The couple getting married each has an uninflated toy balloon. When it is time to declare vows (or at least "I Do s"), one partner blows up the balloon, passes it to the other. He/she inhales the breath of air in the balloon, then announces his/her committment vow using his/her partner's breath. (Edit: This action is then reversed for the other partner, of course.)

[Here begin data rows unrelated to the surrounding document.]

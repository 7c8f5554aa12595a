//! Finalization and emission

use crate::tracker::InteractionTracker;
use spa_core::{
    HarvestSink, InteractionId, InteractionRecord, InteractionState, NodeId, NodeRecord,
    Timestamp,
};
use tracing::{debug, warn};
use ulid::Ulid;

impl<S: HarvestSink> InteractionTracker<S> {
    /// Fix the end time, assign the unique id, run `onEnd` handlers and
    /// decide between emit and discard
    pub(crate) fn finalize(&mut self, id: InteractionId, now: Timestamp) {
        let first_paint = self.first_paint;
        let first_contentful_paint = self.first_contentful_paint;

        let Some(ixn) = self.interactions.get_mut(&id) else {
            return;
        };
        if ixn.state != InteractionState::PendingFinalization {
            return;
        }

        let end = ixn.pending_end.unwrap_or(ixn.last_finish);
        let root = ixn.root;
        ixn.state = InteractionState::Finalized;
        ixn.finalized_at = Some(now);
        ixn.browser_interaction_id = Some(Ulid::new().to_string());
        if ixn.initial_page_load {
            ixn.first_paint = first_paint;
            ixn.first_contentful_paint = first_contentful_paint;
        }
        ixn.run_handlers();

        let discard = ixn.should_discard();
        let inflight = ixn.inflight_requests;

        if !self.arena.end_node(root, end) {
            warn!(interaction = %id, "root end was already set");
        }
        if self.prev_interaction == Some(id) {
            self.prev_interaction = None;
        }

        if discard {
            self.discard(id);
        } else if inflight > 0 {
            debug!(interaction = %id, inflight, "finalized, waiting for requests to settle");
        } else {
            self.emit(id);
        }
    }

    /// Hand a finalized interaction to the harvest sink
    pub(crate) fn emit(&mut self, id: InteractionId) {
        let Some(mut ixn) = self.interactions.remove(&id) else {
            return;
        };
        let Some(root) = self.snapshot(ixn.root) else {
            warn!(interaction = %id, "root node missing at emission");
            return;
        };

        let unique_id = ixn
            .browser_interaction_id
            .clone()
            .unwrap_or_else(|| Ulid::new().to_string());
        let record = InteractionRecord {
            id: unique_id.clone(),
            category: ixn.category(),
            trigger: ixn.trigger.clone(),
            start: root.start,
            end: root.end.unwrap_or(ixn.last_finish),
            ignored: ixn.ignored,
            save: ixn.save,
            route_change: ixn.route_change,
            in_progress: ixn.in_progress,
            old_url: ixn.old_url.take(),
            new_url: ixn.new_url.take(),
            old_route: ixn.old_route.take(),
            new_route: ixn.new_route.take(),
            action_text: ixn.action_text.take(),
            dom_timestamp: ixn.dom_timestamp,
            first_paint: ixn.first_paint,
            first_contentful_paint: ixn.first_contentful_paint,
            root,
        };

        debug!(
            interaction = %id,
            unique_id = %record.id,
            category = ?record.category,
            nodes = record.root.size(),
            "interaction emitted"
        );
        self.sink.add_interaction(record);
        for mut error in ixn.errors.drain(..) {
            error.interaction_id = Some(unique_id.clone());
            self.sink.add_error(error);
        }

        ixn.state = InteractionState::Emitted;
        self.stats.interactions_emitted += 1;
        self.reclaim(id, ixn.root);
    }

    /// Drop an interaction silently. Its errors are still reported, unlinked.
    pub(crate) fn discard(&mut self, id: InteractionId) {
        let Some(mut ixn) = self.interactions.remove(&id) else {
            return;
        };
        for error in ixn.errors.drain(..) {
            self.sink.add_error(error);
        }
        ixn.state = InteractionState::Discarded;
        self.stats.interactions_discarded += 1;
        debug!(interaction = %id, trigger = %ixn.trigger, "interaction discarded");
        self.reclaim(id, ixn.root);
    }

    /// Free the interaction's nodes and every handle that pointed into them
    fn reclaim(&mut self, id: InteractionId, root: NodeId) {
        let freed = self.arena.remove_tree(root);
        self.ui_events
            .retain(|_, node| self.arena.contains(*node));
        self.timers.retain(|_, t| t.interaction != id);
        self.bodies.retain(|_, b| b.interaction != id);
        self.scripts.retain(|_, s| s.interaction != id);
        if self.initial == Some(id) {
            self.initial = None;
        }
        if self
            .current
            .map_or(false, |node| !self.arena.contains(node))
        {
            self.current = None;
        }
        debug!(interaction = %id, freed, "nodes reclaimed");
    }

    fn snapshot(&self, id: NodeId) -> Option<NodeRecord> {
        let node = self.arena.get(id)?;
        Some(NodeRecord {
            id: node.id.0,
            kind: node.kind,
            start: node.start,
            end: node.end,
            js_end: node.js_end,
            js_time: node.js_time,
            attrs: node.attrs.clone(),
            children: node
                .children
                .iter()
                .filter_map(|child| self.snapshot(*child))
                .collect(),
        })
    }
}
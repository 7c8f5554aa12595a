//! setTimeout / clearTimeout

use crate::context::Frame;
use crate::tracker::{InteractionTracker, PendingTimer};
use spa_core::{HarvestSink, NodeKind, TimerId, Timestamp};
use tracing::{debug, trace};

impl<S: HarvestSink> InteractionTracker<S> {
    /// A timer was armed. It holds the active interaction open unless the
    /// frame's timer budget cannot cover its delay.
    pub fn new_timer(&mut self, id: TimerId, delay: f64, ts: Timestamp) {
        self.advance(ts);

        let Some(node) = self.active_node() else {
            return;
        };
        let delay = delay.max(0.0);
        if delay > self.budget {
            self.stats.timers_over_budget += 1;
            debug!(timer = id.0, delay, budget = self.budget, "timer over budget, not attached");
            return;
        }
        let Some(interaction) = self.open_interaction_of(node) else {
            return;
        };

        self.budget -= delay;
        self.arm(interaction);

        let timer_node = if self.config.trace_timers {
            self.attach(node, NodeKind::Timer, ts)
        } else {
            None
        };
        trace!(timer = id.0, interaction = %interaction, budget = self.budget, "timer armed");

        self.timers.insert(
            id,
            PendingTimer {
                interaction,
                resume: node,
                timer_node,
            },
        );
    }

    pub fn timer_cleared(&mut self, id: TimerId, ts: Timestamp) {
        self.advance(ts);

        let Some(timer) = self.timers.remove(&id) else {
            return;
        };
        if let Some(node) = timer.timer_node {
            self.arena.end_node(node, ts);
        }
        trace!(timer = id.0, "timer cleared");
        self.resolve(timer.interaction, ts);
    }

    /// The timer's callback begins. Timers with no mapping run unattributed.
    pub fn timer_fired(&mut self, id: TimerId, ts: Timestamp) -> Frame {
        let Some(timer) = self.timers.remove(&id) else {
            return self.callback_start(None, ts);
        };

        let resume = timer.timer_node.unwrap_or(timer.resume);
        let mut frame = self.callback_start(Some(resume), ts);
        frame.end_node = timer.timer_node;
        self.resolve(timer.interaction, ts);
        frame
    }
}

#[cfg(test)]
mod tests {
    use crate::InteractionTracker;
    use spa_core::{
        CollectingSink, InteractionState, ManualClock, NodeKind, TimerId, TrackerConfig, UiEvent,
    };

    fn tracker(config: TrackerConfig) -> InteractionTracker<CollectingSink> {
        InteractionTracker::new(
            TrackerConfig {
                initial_page_load: false,
                ..config
            },
            CollectingSink::new(),
            Box::new(ManualClock::new(0.0)),
        )
    }

    #[test]
    fn test_timer_holds_interaction_open() {
        let mut tracker = tracker(TrackerConfig::default());
        let frame = tracker.ui_event(&UiEvent::new(1, "click", 100.0));
        let id = tracker.interaction_of(frame.node().unwrap()).unwrap();
        tracker.new_timer(TimerId(1), 100.0, 101.0);
        tracker.callback_end(frame, 102.0);
        assert_eq!(tracker.interaction_state(id), Some(InteractionState::Open));

        let timer = tracker.timer_fired(TimerId(1), 201.0);
        assert_eq!(tracker.interaction_of(timer.node().unwrap()), Some(id));
        tracker.callback_end(timer, 205.0);
        assert_eq!(
            tracker.interaction_state(id),
            Some(InteractionState::PendingFinalization)
        );

        tracker.flush(300.0);
        assert_eq!(tracker.sink().interactions[0].end, 205.0);
    }

    #[test]
    fn test_budget_resets_each_frame() {
        let mut tracker = tracker(TrackerConfig::default());
        let frame = tracker.ui_event(&UiEvent::new(1, "click", 100.0));
        tracker.new_timer(TimerId(1), 600.0, 100.0);
        tracker.new_timer(TimerId(2), 600.0, 100.0);
        tracker.callback_end(frame, 101.0);
        assert_eq!(tracker.stats().timers_over_budget, 1);

        // the next frame starts with a full budget
        let timer = tracker.timer_fired(TimerId(1), 700.0);
        tracker.new_timer(TimerId(3), 900.0, 700.0);
        tracker.callback_end(timer, 701.0);
        assert_eq!(tracker.stats().timers_over_budget, 1);
    }

    #[test]
    fn test_nested_frame_does_not_spend_outer_budget() {
        let mut tracker = tracker(TrackerConfig::default());
        let outer = tracker.ui_event(&UiEvent::new(1, "click", 100.0));
        tracker.new_timer(TimerId(1), 500.0, 100.0);

        let inner = tracker.callback_start(outer.node(), 101.0);
        tracker.new_timer(TimerId(2), 900.0, 101.0);
        tracker.callback_end(inner, 102.0);

        // 499 left in the outer frame
        tracker.new_timer(TimerId(3), 499.0, 103.0);
        tracker.new_timer(TimerId(4), 1.0, 103.0);
        tracker.callback_end(outer, 104.0);

        assert_eq!(tracker.stats().timers_over_budget, 1);
    }

    #[test]
    fn test_clear_resolves() {
        let mut tracker = tracker(TrackerConfig::default());
        let frame = tracker.ui_event(&UiEvent::new(1, "click", 100.0));
        let id = tracker.interaction_of(frame.node().unwrap()).unwrap();
        tracker.new_timer(TimerId(9), 50.0, 100.0);
        tracker.callback_end(frame, 101.0);

        tracker.timer_cleared(TimerId(9), 120.0);
        assert_eq!(
            tracker.interaction_state(id),
            Some(InteractionState::PendingFinalization)
        );

        // firing a cleared timer is unrelated work
        let stale = tracker.timer_fired(TimerId(9), 150.0);
        assert!(stale.node().is_none());
        tracker.callback_end(stale, 151.0);
    }

    #[test]
    fn test_traced_timer_node_spans_arm_to_callback_end() {
        let mut tracker = tracker(TrackerConfig {
            trace_timers: true,
            ..Default::default()
        });
        let frame = tracker.ui_event(&UiEvent::new(1, "click", 100.0));
        let root = frame.node().unwrap();
        tracker.new_timer(TimerId(1), 10.0, 100.0);
        tracker.callback_end(frame, 101.0);

        let timer_node = tracker.node(root).unwrap().children[0];
        assert_eq!(tracker.node(timer_node).unwrap().kind, NodeKind::Timer);

        let timer = tracker.timer_fired(TimerId(1), 110.0);
        assert_eq!(timer.node(), Some(timer_node));
        tracker.callback_end(timer, 113.0);

        tracker.flush(200.0);
        let child = &tracker.sink().interactions[0].children()[0];
        assert_eq!(child.start, 100.0);
        assert_eq!(child.end, Some(113.0));
        assert_eq!(child.js_time, 3.0);
    }
}
#[cfg(test)]
mod tests {
    use super::*;
    use spa_core::{CollectingSink, RequestHandle, TimerId, UiEvent};

    fn replayer() -> Replayer<CollectingSink> {
        let config = TrackerConfig {
            initial_page_load: false,
            ..Default::default()
        };
        Replayer::new(config, CollectingSink::new(), 0.0)
    }

    fn ev(event: BoundaryEvent) -> ScriptStep {
        ScriptStep::Event(event)
    }

    #[test]
    fn test_replay_click_with_request() {
        let steps = vec![
            ev(BoundaryEvent::UiEvent {
                frame: 1,
                event: UiEvent::new(1, "click", 10.0),
            }),
            ev(BoundaryEvent::FetchStart {
                ts: 11.0,
                handle: RequestHandle(1),
                method: "GET".to_string(),
                url: "/items".to_string(),
            }),
            ev(BoundaryEvent::CallbackEnd { frame: 1, ts: 12.0 }),
            ev(BoundaryEvent::FetchDone {
                frame: 2,
                ts: 40.0,
                handle: RequestHandle(1),
                status: Some(200),
            }),
            ev(BoundaryEvent::CallbackEnd { frame: 2, ts: 45.0 }),
        ];

        let mut replayer = replayer();
        replayer.apply_all(&steps);
        let (sink, summary) = replayer.finish();

        assert_eq!(summary.steps, 5);
        assert_eq!(summary.unmatched, 0);
        assert_eq!(sink.interactions.len(), 1);
        assert_eq!(sink.interactions[0].end, 45.0);
        assert_eq!(sink.interactions[0].children().len(), 1);
    }

    #[test]
    fn test_replay_api_and_tracer() {
        let steps = vec![
            ev(BoundaryEvent::UiEvent {
                frame: 1,
                event: UiEvent::new(1, "submit", 10.0),
            }),
            ScriptStep::Api(ApiCall::SetName {
                ts: 10.0,
                name: "checkout".to_string(),
                trigger: None,
            }),
            ScriptStep::Api(ApiCall::CreateTracer {
                ts: 10.0,
                tracer: 7,
                name: Some("validate".to_string()),
            }),
            ev(BoundaryEvent::NewTimer {
                ts: 10.0,
                id: TimerId(1),
                delay: 0.0,
            }),
            ev(BoundaryEvent::CallbackEnd { frame: 1, ts: 11.0 }),
            ev(BoundaryEvent::TimerFired {
                frame: 2,
                ts: 12.0,
                id: TimerId(1),
            }),
            ScriptStep::Api(ApiCall::TracerEnter {
                frame: 3,
                ts: 12.0,
                tracer: 7,
            }),
            ScriptStep::Api(ApiCall::TracerExit {
                frame: 3,
                ts: 15.0,
                tracer: 7,
                error: Some("invalid card".to_string()),
            }),
            ev(BoundaryEvent::CallbackEnd { frame: 2, ts: 16.0 }),
        ];

        let mut replayer = replayer();
        replayer.apply_all(&steps);
        let (sink, summary) = replayer.finish();

        assert_eq!(summary.unmatched, 0);
        let record = &sink.interactions[0];
        assert_eq!(record.custom_name(), Some("checkout"));
        assert_eq!(record.end, 16.0);
        assert_eq!(record.children()[0].js_time, 3.0);
        assert_eq!(sink.errors.len(), 1);
        assert_eq!(sink.errors[0].interaction_id.as_deref(), Some(record.id.as_str()));
    }

    #[test]
    fn test_unknown_frame_is_counted() {
        let mut replayer = replayer();
        replayer.apply(&ev(BoundaryEvent::CallbackEnd { frame: 9, ts: 1.0 }));
        replayer.apply(&ScriptStep::Api(ApiCall::TracerEnd { ts: 2.0, tracer: 4 }));
        let (sink, summary) = replayer.finish();

        assert_eq!(summary.unmatched, 2);
        assert!(sink.is_empty());
    }

    #[test]
    fn test_open_frames_reported() {
        let mut replayer = replayer();
        replayer.apply(&ev(BoundaryEvent::CallbackStart {
            frame: 1,
            ts: 1.0,
            resume: Resume::None,
        }));
        let (_, summary) = replayer.finish();
        assert_eq!(summary.open_frames, 1);
    }

    #[test]
    fn test_reused_frame_id_closes_older_frame() {
        let steps = vec![
            ev(BoundaryEvent::UiEvent {
                frame: 1,
                event: UiEvent::new(1, "click", 10.0),
            }),
            // frame 1 never closed before the id comes back
            ev(BoundaryEvent::CallbackStart {
                frame: 1,
                ts: 20.0,
                resume: Resume::None,
            }),
            ev(BoundaryEvent::CallbackEnd { frame: 1, ts: 25.0 }),
        ];

        let mut replayer = replayer();
        replayer.apply_all(&steps);
        assert!(replayer.tracker().current_node().is_none());
        let (sink, summary) = replayer.finish();

        assert_eq!(summary.unmatched, 1);
        assert_eq!(summary.open_frames, 0);
        assert_eq!(sink.interactions.len(), 1);
        assert_eq!(sink.interactions[0].end, 20.0);
    }

    #[test]
    fn test_open_interactions_reported() {
        let mut replayer = replayer();
        replayer.apply(&ScriptStep::Api(ApiCall::Interaction { ts: 5.0 }));
        let (sink, summary) = replayer.finish();

        assert_eq!(summary.open_interactions, 1);
        assert!(sink.interactions.is_empty());
    }
}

(Maybe more than marginally silly, but my wife suggested we do this at our wedding, which sealed the deal with her for me. If she hadn't then suggested we first fill the balloons with helium, I think we might have actually done it. )

Boomershine, Oct 13 2010


       How poetically romanticle!! (:   

       Weddings should do more to reflect the delightful silliness that they already are. Bun!
RayfordSteele, Oct 13 2010

       Very neatly solves that pesky hyperventilating-at-the-altar problem, doesn't it? Bun! [+]
Grogster, Oct 13 2010

       [marked-for-d3letion] let's all! Bun! Or wait ... no, no bun.
daseva, Oct 13 2010

       Just no.
MaxwellBuchanan, Oct 13 2010

       [Max] Inhale first.
Boomershine, Oct 14 2010

       I think the helium idea is the best one I've heard in years. Weddings are tedious things.
infidel, Oct 14 2010

       I don't think this calls for a 'let's all.'
RayfordSteele, Oct 14 2010

       If we "let's all" decide, does that mark us all for deletion, I wonder?
blissmiss, Oct 14 2010

       //let's all ... - the author wants something some people are already doing to be more widely practiced, but doesn't provide a novel idea, invention or mechanism to allow it to be more widely practiced.//   

       Are people already doing this? Do I care whether more people practice it? (No.) Just an idea that made us giggle. It still does. YMMV.
Boomershine, Oct 14 2010

       //YMMV// Your mother mutilates voles? That's a bit of a harsh response to an mfd...
MaxwellBuchanan, Oct 14 2010

       It is. My apologies.   

       I meant YMMM. Moles, not voles. You can understand the mistake, I'm sure.
Boomershine, Oct 14 2010

       How about sulfur hexafluoride for one and helium for the other so one would have a deep voice the other high and squeeky. That's a comedy spectacular right there.
doctorremulac3, Oct 14 2010

       //That's a comedy spectacular right there.//   

       Whoa, [doc], you're running this idea off the tracks here! You'll have the congregation playing the Wedding March on kazoos (which was my daughter's idea for her own wedding).